Wilco’s last two albums have shifted, sometimes radically, from their alt-county origins. The Gram Parsons influenced Americana that defined One A.M, their first record, is sometimes hard to hear as the band experiments with their sound. Their recent albums have featured meandering loops, drones and dramatic squalls of unexpected intensity, due in part to the changes in the band’s line-up. While preparing the follow up to the Summer Teeth album Wilco’s lead singer and songwriter, Jeff Tweedy, invited the experimental musician and producer Jim O’Rourke to play a gig with him. O’Rourke brought drummer Glenn Kotche to the rehearsal and soon they both joined Wilco in the studio recording Yankee Hotel Foxtrot — a move which upset Wilco’s other guitarist and song writer Jay Bennett, who soon left the band.
The collaboration between Tweedy, O’Rourke and Kotch has since fueled two brilliant Wilco albums, Y.H.F and its follow up, A Ghost is Born. Wilco also provided back up on to the acidic lyrics on O’Rourke’s Insignificance album. Between 2000 and 2005 the multi-instrumentalist O’Rourke was a member of Sonic Youth; he’s left New York’s enduring art rockers largely to pursue film work, though he continues to work as a musician and producer. Recently he’s been at work on Beth Orton’s Comfort of Strangers, playing bass, piano, and marimba as well producing the album. He’s also worked in the past as a producer/guest musician with Stereolab and Smog.
Born Again in the USA is the second album from the trinity of Tweedy, O’Rourke and Kotche, but unlike Wilco’s increasing experimentation the new Loose Fur album is a more accessible and song based collection than their first, a self titled album released in 2003. Loose Fur, the album, was a meandering series of jams that pushed toward the eight minute mark — for the most part interesting in the same way as listening to the demo recordings of your favourite band. Its series of loose jams sounded like the rough notes for their work with Wilco, leaving a ‘for-fans-only’ vibe hanging over the much of the project. Born Again in the USA is a far more accessible collection of songs; a tighter, brighter ‘New Testament’ collection in comparison to the sprawling, sometimes impenetrable, sounds of its ‘Old Testament’ predecessor. Like the Josh Homme helmed Desert Sessions albums much of USA shows off a countrified boogie sound- clearly the sound of choice for American musicians in all-star side project mode.
On A Ghost is Born Tweedy murmured ‘that theologians don’t know nothing bout my soul’ and he and O’Rourke seem to use this idea to dive the lyrics of much of the USA album.
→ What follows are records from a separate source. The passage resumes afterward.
use crate::common::{CodeWithScope, CustomType, DbRef, EnumConstant, Locale, Pattern, TypeName, TypeRef};
use crate::document::{Document, ObjectId};
use crate::entity::Entity;
use chrono::{DateTime, Utc};
use itertools::Itertools;
use num_bigint::BigInt;
use std::any::Any;
use std::fmt::{Debug, Display, Formatter};
use std::sync::Arc;

/// A dynamically typed value.
///
/// Entities expose their properties as `Value`s and documents store
/// `Value`s, so the writer and reader move data between the two without an
/// intermediate representation. Documents only ever contain scalars,
/// [Value::ObjectId], [Value::Document], [Value::Array] and [Value::List];
/// the remaining variants (`Set`, `Map`, `Enum`, `Entity`, `Custom`,
/// `BigInt`) only appear on the entity side.
///
/// # Usage
///
/// ```text
/// let v1: Value = 42.into();
/// let v2 = Value::from("hello");
/// let doc = doc! { "age": 42, "name": "Alice" };
/// ```
#[derive(Clone, Default, PartialEq, Debug)]
pub enum Value {
    #[default]
    Null,
    Bool(bool),
    I8(i8),
    I16(i16),
    I32(i32),
    I64(i64),
    U8(u8),
    U16(u16),
    U32(u32),
    U64(u64),
    F32(f32),
    F64(f64),
    Char(char),
    String(String),
    DateTime(DateTime<Utc>),
    Locale(Locale),
    Pattern(Pattern),
    TypeName(TypeName),
    DbRef(DbRef),
    CodeWithScope(CodeWithScope),
    ObjectId(ObjectId),
    BigInt(BigInt),
    Document(Document),
    /// A raw array.
    Array(Vec<Value>),
    /// A generic ordered sequence.
    List(Vec<Value>),
    /// An unordered collection without duplicates.
    Set(Vec<Value>),
    /// Key/value entries in iteration order.
    Map(Vec<(Value, Value)>),
    Enum(EnumConstant),
    Entity(Box<dyn Entity>),
    Custom(CustomValue),
}

impl Value {
    /// Returns the runtime type of this value.
    ///
    /// The element type of a sequence (and the key/value types of a map) is
    /// the common type of its non-null items, or [TypeRef::Any] when the
    /// items disagree or there are none.
    pub fn type_ref(&self) -> TypeRef {
        match self {
            Value::Null => TypeRef::Any,
            Value::Bool(_) => TypeRef::Bool,
            Value::I8(_) => TypeRef::I8,
            Value::I16(_) => TypeRef::I16,
            Value::I32(_) => TypeRef::I32,
            Value::I64(_) => TypeRef::I64,
            Value::U8(_) => TypeRef::U8,
            Value::U16(_) => TypeRef::U16,
            Value::U32(_) => TypeRef::U32,
            Value::U64(_) => TypeRef::U64,
            Value::F32(_) => TypeRef::F32,
            Value::F64(_) => TypeRef::F64,
            Value::Char(_) => TypeRef::Char,
            Value::String(_) => TypeRef::String,
            Value::DateTime(_) => TypeRef::DateTime,
            Value::Locale(_) => TypeRef::Locale,
            Value::Pattern(_) => TypeRef::Pattern,
            Value::TypeName(_) => TypeRef::TypeName,
            Value::DbRef(_) => TypeRef::DbRef,
            Value::CodeWithScope(_) => TypeRef::CodeWithScope,
            Value::ObjectId(_) => TypeRef::ObjectId,
            Value::BigInt(_) => TypeRef::BigInt,
            Value::Document(_) => TypeRef::Document,
            Value::Array(items) => TypeRef::array(common_type(items.iter())),
            Value::List(items) => TypeRef::list(common_type(items.iter())),
            Value::Set(items) => TypeRef::set(common_type(items.iter())),
            Value::Map(entries) => TypeRef::map(
                common_type(entries.iter().map(|(key, _)| key)),
                common_type(entries.iter().map(|(_, value)| value)),
            ),
            Value::Enum(constant) => TypeRef::Enum(constant.enum_type()),
            Value::Entity(entity) => TypeRef::Entity(entity.entity_type()),
            Value::Custom(custom) => TypeRef::Custom(custom.custom_type()),
        }
    }

    pub fn is_null(&self) -> bool {
        matches!(self, Value::Null)
    }

    pub fn is_document(&self) -> bool {
        matches!(self, Value::Document(_))
    }

    pub fn as_str(&self) -> Option<&str> {
        match self {
            Value::String(text) => Some(text),
            _ => None,
        }
    }

    pub fn as_bool(&self) -> Option<bool> {
        match self {
            Value::Bool(b) => Some(*b),
            _ => None,
        }
    }

    /// Widens any integral variant to `i128`.
    pub fn as_integer(&self) -> Option<i128> {
        match self {
            Value::I8(v) => Some(*v as i128),
            Value::I16(v) => Some(*v as i128),
            Value::I32(v) => Some(*v as i128),
            Value::I64(v) => Some(*v as i128),
            Value::U8(v) => Some(*v as i128),
            Value::U16(v) => Some(*v as i128),
            Value::U32(v) => Some(*v as i128),
            Value::U64(v) => Some(*v as i128),
            _ => None,
        }
    }

    /// Widens any numeric variant to `f64`.
    pub fn as_decimal(&self) -> Option<f64> {
        match self {
            Value::F32(v) => Some(*v as f64),
            Value::F64(v) => Some(*v),
            _ => self.as_integer().map(|v| v as f64),
        }
    }

    pub fn as_object_id(&self) -> Option<&ObjectId> {
        match self {
            Value::ObjectId(id) => Some(id),
            _ => None,
        }
    }

    pub fn as_document(&self) -> Option<&Document> {
        match self {
            Value::Document(doc) => Some(doc),
            _ => None,
        }
    }

    /// Items of an array, list or set.
    pub fn as_sequence(&self) -> Option<&Vec<Value>> {
        match self {
            Value::Array(items) | Value::List(items) | Value::Set(items) => Some(items),
            _ => None,
        }
    }

    pub fn as_map(&self) -> Option<&Vec<(Value, Value)>> {
        match self {
            Value::Map(entries) => Some(entries),
            _ => None,
        }
    }

    pub fn as_enum(&self) -> Option<&EnumConstant> {
        match self {
            Value::Enum(constant) => Some(constant),
            _ => None,
        }
    }

    pub fn as_entity(&self) -> Option<&dyn Entity> {
        match self {
            Value::Entity(entity) => Some(entity.as_ref()),
            _ => None,
        }
    }

    pub fn as_custom(&self) -> Option<&CustomValue> {
        match self {
            Value::Custom(custom) => Some(custom),
            _ => None,
        }
    }

    /// Replaces this value with [Value::Null] and returns the old one.
    pub fn take(&mut self) -> Value {
        std::mem::take(self)
    }
}

fn common_type<'a>(mut items: impl Iterator<Item = &'a Value>) -> TypeRef {
    let mut common: Option<TypeRef> = None;
    for item in items.by_ref().filter(|item| !item.is_null()) {
        let item_type = item.type_ref();
        match &common {
            None => common = Some(item_type),
            Some(existing) if *existing == item_type => {}
            Some(_) => return TypeRef::Any,
        }
    }
    common.unwrap_or(TypeRef::Any)
}

impl Display for Value {
    fn fmt(&self, f: &mut Formatter<'_>) -> std::fmt::Result {
        match self {
            Value::Null => write!(f, "null"),
            Value::Bool(v) => write!(f, "{}", v),
            Value::I8(v) => write!(f, "{}", v),
            Value::I16(v) => write!(f, "{}", v),
            Value::I32(v) => write!(f, "{}", v),
            Value::I64(v) => write!(f, "{}", v),
            Value::U8(v) => write!(f, "{}", v),
            Value::U16(v) => write!(f, "{}", v),
            Value::U32(v) => write!(f, "{}", v),
            Value::U64(v) => write!(f, "{}", v),
            Value::F32(v) => write!(f, "{}", v),
            Value::F64(v) => write!(f, "{}", v),
            Value::Char(v) => write!(f, "\"{}\"", v),
            Value::String(v) => write!(f, "\"{}\"", v),
            Value::DateTime(v) => write!(f, "\"{}\"", v.to_rfc3339()),
            Value::Locale(v) => write!(f, "\"{}\"", v),
            Value::Pattern(v) => write!(f, "/{}/", v.as_str()),
            Value::TypeName(v) => write!(f, "\"{}\"", v.as_str()),
            Value::DbRef(v) => write!(f, "{{\"$ref\": \"{}\", \"$id\": \"{}\"}}", v.namespace(), v.id()),
            Value::CodeWithScope(v) => write!(f, "{{\"$code\": \"{}\", \"$scope\": {}}}", v.code(), v.scope()),
            Value::ObjectId(v) => write!(f, "ObjectId(\"{}\")", v),
            Value::BigInt(v) => write!(f, "{}", v),
            Value::Document(v) => write!(f, "{}", v),
            Value::Array(items) | Value::List(items) | Value::Set(items) => {
                write!(f, "[{}]", items.iter().join(", "))
            }
            Value::Map(entries) => write!(
                f,
                "{{{}}}",
                entries.iter().map(|(k, v)| format!("{}: {}", k, v)).join(", ")
            ),
            Value::Enum(constant) => write!(f, "{:?}", constant),
            Value::Entity(entity) => write!(f, "{:?}", entity),
            Value::Custom(custom) => write!(f, "{:?}", custom),
        }
    }
}

/// An opaque application value the mapper can only handle through a
/// registered conversion rule.
#[derive(Clone)]
pub struct CustomValue {
    custom_type: CustomType,
    inner: Arc<dyn Any + Send + Sync>,
    eq_fn: fn(&dyn Any, &dyn Any) -> bool,
    fmt_fn: fn(&dyn Any, &mut Formatter<'_>) -> std::fmt::Result,
}

impl CustomValue {
    pub fn new<T>(value: T) -> Self
    where
        T: Any + Send + Sync + PartialEq + Debug,
    {
        CustomValue {
            custom_type: CustomType::of::<T>(),
            inner: Arc::new(value),
            eq_fn: eq_any::<T>,
            fmt_fn: fmt_any::<T>,
        }
    }

    pub fn custom_type(&self) -> CustomType {
        self.custom_type
    }

    pub fn downcast_ref<T: Any>(&self) -> Option<&T> {
        self.inner.downcast_ref::<T>()
    }
}

fn eq_any<T: Any + PartialEq>(a: &dyn Any, b: &dyn Any) -> bool {
    match (a.downcast_ref::<T>(), b.downcast_ref::<T>()) {
        (Some(a), Some(b)) => a == b,
        _ => false,
    }
}

fn fmt_any<T: Any + Debug>(value: &dyn Any, f: &mut Formatter<'_>) -> std::fmt::Result {
    match value.downcast_ref::<T>() {
        Some(value) => write!(f, "{:?}", value),
        None => write!(f, "<opaque>"),
    }
}

impl PartialEq for CustomValue {
    fn eq(&self, other: &Self) -> bool {
        self.custom_type == other.custom_type && (self.eq_fn)(self.inner.as_ref(), other.inner.as_ref())
    }
}

impl Debug for CustomValue {
    fn fmt(&self, f: &mut Formatter<'_>) -> std::fmt::Result {
        (self.fmt_fn)(self.inner.as_ref(), f)
    }
}

macro_rules! impl_from_for_value {
    ($($ty:ty => $variant:ident),* $(,)?) => {
        $(
            impl From<$ty> for Value {
                fn from(value: $ty) -> Self {
                    Value::$variant(value)
                }
            }
        )*
    };
}

impl_from_for_value! {
    bool => Bool,
    i8 => I8,
    i16 => I16,
    i32 => I32,
    i64 => I64,
    u8 => U8,
    u16 => U16,
    u32 => U32,
    u64 => U64,
    f32 => F32,
    f64 => F64,
    char => Char,
    String => String,
    DateTime<Utc> => DateTime,
    Locale => Locale,
    Pattern => Pattern,
    TypeName => TypeName,
    DbRef => DbRef,
    CodeWithScope => CodeWithScope,
    ObjectId => ObjectId,
    BigInt => BigInt,
    Document => Document,
    EnumConstant => Enum,
    Box<dyn Entity> => Entity,
    CustomValue => Custom,
}

impl From<&str> for Value {
    fn from(value: &str) -> Self {
        Value::String(value.to_string())
    }
}

impl<T: Into<Value>> From<Option<T>> for Value {
    fn from(value: Option<T>) -> Self {
        match value {
            Some(value) => value.into(),
            None => Value::Null,
        }
    }
}

impl<T: Into<Value>> From<Vec<T>> for Value {
    fn from(values: Vec<T>) -> Self {
        Value::Array(values.into_iter().map(Into::into).collect())
    }
}

#[cfg(feature = "serde")]
impl serde::Serialize for Value {
    fn serialize<S: serde::Serializer>(&self, serializer: S) -> Result<S::Ok, S::Error> {
        use serde::ser::{Error, SerializeMap, SerializeSeq};

        match self {
            Value::Null => serializer.serialize_unit(),
            Value::Bool(v) => serializer.serialize_bool(*v),
            Value::I8(v) => serializer.serialize_i8(*v),
            Value::I16(v) => serializer.serialize_i16(*v),
            Value::I32(v) => serializer.serialize_i32(*v),
            Value::I64(v) => serializer.serialize_i64(*v),
            Value::U8(v) => serializer.serialize_u8(*v),
            Value::U16(v) => serializer.serialize_u16(*v),
            Value::U32(v) => serializer.serialize_u32(*v),
            Value::U64(v) => serializer.serialize_u64(*v),
            Value::F32(v) => serializer.serialize_f32(*v),
            Value::F64(v) => serializer.serialize_f64(*v),
            Value::Char(v) => serializer.serialize_char(*v),
            Value::String(v) => serializer.serialize_str(v),
            Value::DateTime(v) => serializer.serialize_str(&v.to_rfc3339()),
            Value::Locale(v) => serializer.serialize_str(v.tag()),
            Value::Pattern(v) => serializer.serialize_str(v.as_str()),
            Value::TypeName(v) => serializer.serialize_str(v.as_str()),
            Value::DbRef(v) => {
                let mut map = serializer.serialize_map(Some(2))?;
                map.serialize_entry("$ref", v.namespace())?;
                map.serialize_entry("$id", v.id())?;
                map.end()
            }
            Value::CodeWithScope(v) => {
                let mut map = serializer.serialize_map(Some(2))?;
                map.serialize_entry("$code", v.code())?;
                map.serialize_entry("$scope", v.scope())?;
                map.end()
            }
            Value::ObjectId(v) => v.serialize(serializer),
            Value::BigInt(v) => serializer.serialize_str(&v.to_string()),
            Value::Document(v) => v.serialize(serializer),
            Value::Array(items) | Value::List(items) | Value::Set(items) => {
                let mut seq = serializer.serialize_seq(Some(items.len()))?;
                for item in items {
                    seq.serialize_element(item)?;
                }
                seq.end()
            }
            Value::Enum(constant) => serializer.serialize_str(constant.name()),
            Value::Map(_) | Value::Entity(_) | Value::Custom(_) => Err(S::Error::custom(format!(
                "{} is not a document value and cannot be serialized",
                self.type_ref()
            ))),
        }
    }
}
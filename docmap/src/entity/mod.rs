mod entity;
mod information;

pub use entity::*;
pub use information::*;
use proc_macro::TokenStream;
use proc_macro2::Ident;
use quote::quote;
use syn::ext::IdentExt;
use syn::{DataStruct, DeriveInput, Field, Fields, LitStr, Result, Type};

struct PropertyAttributes {
    id: bool,
    transient: bool,
    key: Option<String>,
}

fn parse_property_attributes(field: &Field) -> Result<PropertyAttributes> {
    let mut attributes = PropertyAttributes {
        id: false,
        transient: false,
        key: None,
    };

    for attr in &field.attrs {
        if attr.path().is_ident("entity") {
            attr.parse_nested_meta(|meta| {
                if meta.path.is_ident("id") {
                    attributes.id = true;
                    Ok(())
                } else if meta.path.is_ident("transient") {
                    attributes.transient = true;
                    Ok(())
                } else if meta.path.is_ident("key") {
                    let value = meta.value()?;
                    let s: LitStr = value.parse()?;
                    if s.value().is_empty() {
                        return Err(meta.error("Property key cannot be empty"));
                    }
                    attributes.key = Some(s.value());
                    Ok(())
                } else {
                    Err(meta.error("Unknown entity property attribute"))
                }
            })?;
        }
    }

    if attributes.id && attributes.transient {
        return Err(syn::Error::new_spanned(field, "An identifier property cannot be transient"));
    }
    Ok(attributes)
}

pub(crate) fn generate_entity_for_struct(ast: &DeriveInput, data: &DataStruct) -> Result<TokenStream> {
    let name = &ast.ident;
    if !ast.generics.params.is_empty() {
        return Err(syn::Error::new_spanned(&ast.generics, "Generic entities are not supported"));
    }

    let mut entity_name = name.unraw().to_string();
    for attr in &ast.attrs {
        if attr.path().is_ident("entity") {
            attr.parse_nested_meta(|meta| {
                if meta.path.is_ident("name") {
                    let value = meta.value()?;
                    let s: LitStr = value.parse()?;
                    entity_name = s.value();
                    Ok(())
                } else {
                    Err(meta.error("Unknown entity attribute"))
                }
            })?;
        }
    }

    let fields: Vec<&Field> = match &data.fields {
        Fields::Named(fields) => fields.named.iter().collect(),
        _ => {
            return Err(syn::Error::new_spanned(
                ast,
                "Only structs with named fields are supported",
            ))
        }
    };

    let mut idents: Vec<&Ident> = Vec::with_capacity(fields.len());
    let mut property_names: Vec<String> = Vec::with_capacity(fields.len());
    let mut types: Vec<&Type> = Vec::with_capacity(fields.len());
    let mut property_models = Vec::with_capacity(fields.len());
    let mut id_found = false;

    for field in &fields {
        let attributes = parse_property_attributes(field)?;
        let Some(ident) = field.ident.as_ref() else {
            continue;
        };
        let property_name = ident.unraw().to_string();
        let ty = &field.ty;

        if attributes.id {
            if id_found {
                return Err(syn::Error::new_spanned(field, "Multiple id attributes are not allowed"));
            }
            id_found = true;
        }

        // transient fields are never mapped, so their type needs no conversion support
        let type_ref = if attributes.transient {
            quote! { docmap::common::TypeRef::Any }
        } else {
            quote! { <#ty as docmap::common::Convertible>::type_ref() }
        };
        let mut model = quote! {
            docmap::entity::PropertyModel::new(#property_name, #type_ref)
        };
        if let Some(key) = &attributes.key {
            model = quote! { #model.with_key(#key) };
        }
        if attributes.id {
            model = quote! { #model.as_id() };
        }
        if attributes.transient {
            model = quote! { #model.as_transient() };
        }

        property_models.push(model);
        if !attributes.transient {
            idents.push(ident);
            property_names.push(property_name);
            types.push(ty);
        }
    }

    let gen = quote! {
        impl docmap::entity::Entity for #name {
            fn entity_type(&self) -> docmap::entity::EntityType {
                docmap::entity::EntityType::of::<#name>()
            }

            fn property(&self, name: &str) -> docmap::errors::MapperResult<docmap::common::Value> {
                match name {
                    #(#property_names => docmap::common::Convertible::to_value(&self.#idents),)*
                    _ => docmap::entity::unknown_property(self, name),
                }
            }

            #[allow(unreachable_code, unused_variables)]
            fn set_property(
                &mut self,
                name: &str,
                value: docmap::common::Value,
            ) -> docmap::errors::MapperResult<()> {
                match name {
                    #(#property_names => {
                        self.#idents = <#types as docmap::common::Convertible>::from_value(&value)?;
                    })*
                    _ => return docmap::entity::unknown_property(self, name),
                }
                Ok(())
            }

            fn clone_entity(&self) -> Box<dyn docmap::entity::Entity> {
                Box::new(::std::clone::Clone::clone(self))
            }

            fn as_any(&self) -> &dyn ::std::any::Any {
                self
            }

            fn into_any(self: Box<Self>) -> Box<dyn ::std::any::Any> {
                self
            }
        }

        impl docmap::entity::MappedEntity for #name {
            fn entity_model() -> docmap::entity::EntityModel {
                docmap::entity::EntityModel::new(#entity_name)
                    #(.property(#property_models))*
            }
        }

        impl docmap::common::Convertible for #name {
            fn type_ref() -> docmap::common::TypeRef {
                docmap::common::TypeRef::Entity(docmap::entity::EntityType::of::<#name>())
            }

            fn to_value(&self) -> docmap::errors::MapperResult<docmap::common::Value> {
                Ok(docmap::entity::entity_to_value(self))
            }

            fn from_value(value: &docmap::common::Value) -> docmap::errors::MapperResult<Self> {
                docmap::entity::entity_from_value(value)
            }
        }
    };

    Ok(TokenStream::from(gen))
}
use crate::common::{TypeRef, Value};

/// Returns `true` if values of `type_ref` are stored in a document field as
/// they are, without recursive decomposition.
///
/// Scalars, text, date-times, locales, patterns, type names, db-refs,
/// code-with-scope values, object ids and enums are simple, and so is an
/// array whose element type is simple. Lists, sets, maps, entities, nested
/// documents, big integers, custom types and `Any` are compound.
pub fn is_simple_type(type_ref: &TypeRef) -> bool {
    match type_ref {
        TypeRef::Bool
        | TypeRef::I8
        | TypeRef::I16
        | TypeRef::I32
        | TypeRef::I64
        | TypeRef::U8
        | TypeRef::U16
        | TypeRef::U32
        | TypeRef::U64
        | TypeRef::F32
        | TypeRef::F64
        | TypeRef::Char
        | TypeRef::String
        | TypeRef::DateTime
        | TypeRef::Locale
        | TypeRef::Pattern
        | TypeRef::TypeName
        | TypeRef::DbRef
        | TypeRef::CodeWithScope
        | TypeRef::ObjectId
        | TypeRef::Enum(_) => true,
        TypeRef::Array(element) => is_simple_type(element),
        _ => false,
    }
}

/// Classifies a value by its runtime type.
///
/// Arrays are judged item by item, so an empty or mixed array of simple
/// items is simple even though its common element type is `Any`.
pub fn is_simple_value(value: &Value) -> bool {
    match value {
        Value::Array(items) => items.iter().all(|item| item.is_null() || is_simple_value(item)),
        _ => is_simple_type(&value.type_ref()),
    }
}
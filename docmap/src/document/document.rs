use crate::common::Value;
use crate::errors::{ErrorKind, MapperError, MapperResult};
use indexmap::IndexMap;
use itertools::Itertools;
use std::borrow::Cow;
use std::fmt::{Debug, Display};

/// Represents a stored document.
///
/// A document is an insertion-ordered mapping from string keys to [Value]s.
/// The writer fills documents in descriptor order, so the key order of a
/// written document follows the entity's property order.
///
/// Values placed in a document are expected to be document shapes: scalars,
/// [crate::document::ObjectId], nested documents, [Value::Array] and
/// [Value::List]. `put` does not police this; the writer never produces
/// anything else.
#[derive(Clone, PartialEq, Default)]
pub struct Document {
    data: IndexMap<String, Value>,
}

impl Document {
    /// Creates a new empty document.
    pub fn new() -> Self {
        Document {
            data: IndexMap::new(),
        }
    }

    pub fn is_empty(&self) -> bool {
        self.data.is_empty()
    }

    /// Associates `value` with `key`, replacing and keeping the position of
    /// any previous entry.
    ///
    /// # Errors
    ///
    /// Returns [ErrorKind::InternalError] if the key is empty.
    ///
    /// # Examples
    ///
    /// ```ignore
    /// let mut doc = Document::new();
    /// doc.put("name", "Alice")?;
    /// doc.put("age", 30)?;
    /// assert_eq!(doc.size(), 2);
    /// ```
    pub fn put<'a, T: Into<Value>>(&mut self, key: impl Into<Cow<'a, str>>, value: T) -> MapperResult<()> {
        let key = key.into();
        if key.is_empty() {
            log::error!("Document does not support empty key");
            return Err(MapperError::new(
                "Document does not support empty key",
                ErrorKind::InternalError,
            ));
        }

        self.data.insert(key.into_owned(), value.into());
        Ok(())
    }

    /// Returns the value stored under `key`, if any.
    pub fn get(&self, key: &str) -> Option<&Value> {
        self.data.get(key)
    }

    pub fn contains_key(&self, key: &str) -> bool {
        self.data.contains_key(key)
    }

    /// Removes `key` and returns its value, keeping the order of the
    /// remaining entries.
    pub fn remove(&mut self, key: &str) -> Option<Value> {
        self.data.shift_remove(key)
    }

    pub fn keys(&self) -> impl Iterator<Item = &str> {
        self.data.keys().map(String::as_str)
    }

    pub fn iter(&self) -> impl Iterator<Item = (&str, &Value)> {
        self.data.iter().map(|(key, value)| (key.as_str(), value))
    }

    pub fn size(&self) -> usize {
        self.data.len()
    }

    /// Merges `other` into this document. Nested documents present on both
    /// sides are merged recursively, any other value from `other` wins.
    pub fn merge(&mut self, other: &Document) {
        for (key, value) in other.data.iter() {
            match (self.data.get_mut(key), value) {
                (Some(Value::Document(existing)), Value::Document(incoming)) => {
                    existing.merge(incoming);
                }
                _ => {
                    self.data.insert(key.clone(), value.clone());
                }
            }
        }
    }

    #[doc(hidden)]
    pub fn insert_entry(&mut self, key: String, value: Value) {
        self.data.insert(key, value);
    }

    fn to_debug_string(&self) -> String {
        format!(
            "{{{}}}",
            self.data
                .iter()
                .map(|(key, value)| format!("\"{}\": {:?}", key, value))
                .join(", ")
        )
    }
}

impl Debug for Document {
    fn fmt(&self, f: &mut std::fmt::Formatter<'_>) -> std::fmt::Result {
        write!(f, "{}", self.to_debug_string())
    }
}

impl Display for Document {
    fn fmt(&self, f: &mut std::fmt::Formatter<'_>) -> std::fmt::Result {
        write!(
            f,
            "{{{}}}",
            self.data
                .iter()
                .map(|(key, value)| format!("\"{}\": {}", key, value))
                .join(", ")
        )
    }
}

impl<'a> IntoIterator for &'a Document {
    type Item = (&'a String, &'a Value);
    type IntoIter = indexmap::map::Iter<'a, String, Value>;

    fn into_iter(self) -> Self::IntoIter {
        self.data.iter()
    }
}

#[cfg(feature = "serde")]
impl serde::Serialize for Document {
    fn serialize<S: serde::Serializer>(&self, serializer: S) -> Result<S::Ok, S::Error> {
        use serde::ser::SerializeMap;

        let mut map = serializer.serialize_map(Some(self.data.len()))?;
        for (key, value) in &self.data {
            map.serialize_entry(key, value)?;
        }
        map.end()
    }
}

pub fn normalize(value: &str) -> String {
    value.trim_matches('"').to_string()
}

/// Creates a [Document] with JSON-like syntax.
///
/// ```rust,ignore
/// use docmap::doc;
///
/// let person = doc! {
///     name: "Alice",
///     "age": 30,
///     address: { city: "Paris", zip: ["75001", "75002"] },
/// };
/// ```
#[macro_export]
macro_rules! doc {
    () => {
        $crate::document::Document::new()
    };

    ({ $($key:tt : $value:tt),* $(,)? }) => {
        $crate::doc!($($key : $value),*)
    };

    ($($key:tt : $value:tt),* $(,)?) => {
        {
            #[allow(unused_imports)]
            use $crate::doc_value;

            let mut doc = $crate::document::Document::new();
            $(
                doc.insert_entry($crate::document::normalize(stringify!($key)), $crate::doc_value!($value));
            )*
            doc
        }
    };
}

/// Converts one value position of the [doc!] macro.
#[macro_export]
macro_rules! doc_value {
    ({ $($key:tt : $value:tt),* $(,)? }) => {
        $crate::common::Value::Document($crate::doc!{ $($key : $value),* })
    };

    ([ $($value:tt),* $(,)? ]) => {
        $crate::common::Value::Array(vec![$($crate::doc_value!($value)),*])
    };

    ($value:expr) => {
        $crate::common::Value::from($value)
    };
}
Don’t be mistaken, this is not a collection of Christian rock — that strange non-sequitar of a genre — these lyrics would probably give Pat Robertson cause to pause from praying for the death of Latin American presidents long enough to sputter out some sort of condemnation. Many of the song titles and lyrics carry through on the religious mockery that’s so obviously there in the album title, as well as the bands name — a punning version of Lucifer.
Peter O’Toole played a British Lord convinced that he’s Jesus in the film The Ruling Class; while over the backporch guitar and whistling of the Loose Fur song that shares the same title Tweedy sings a tale of the second coming. Apparently Christ ‘got tired of hanging around’ so ‘He’s having supper with the upper management of the new regime,’ while Apostolic has the Wilco frontman closing the by declaring that he’s good at preaching. Even the album’s piano driven instrumental is given a religious title — An Ecumenical Matter. Amongst all this religious joking it’s easy to hear O’Rourke as the voice of Jesus on the cross on Stupid As The Sun.
Let me down,
I’m resigning now,
I got an offer from the other guy,
That starting to look good right now.
Thou Shalt Wilt takes on the Ten Commandments in reverse with lines that would proudly take their place on a Tenacious D album.
Now gather round and check this shit out,
I’ve found a simple way to keep us all devout…
Look at number eight,
What better way to procreate…
Number four is such a pain,
The Sabbath thing is so arcane,
I don’t wanna desecrate,
My only day to sleep in late…
It all comes to a rousing concussion as O’Rourke declares that ‘you shall have no other God but me.’ There’s something in those commandments about false gods, but it’s time to build golden statues in honour of Loose Fur. Not to do so would be a sin.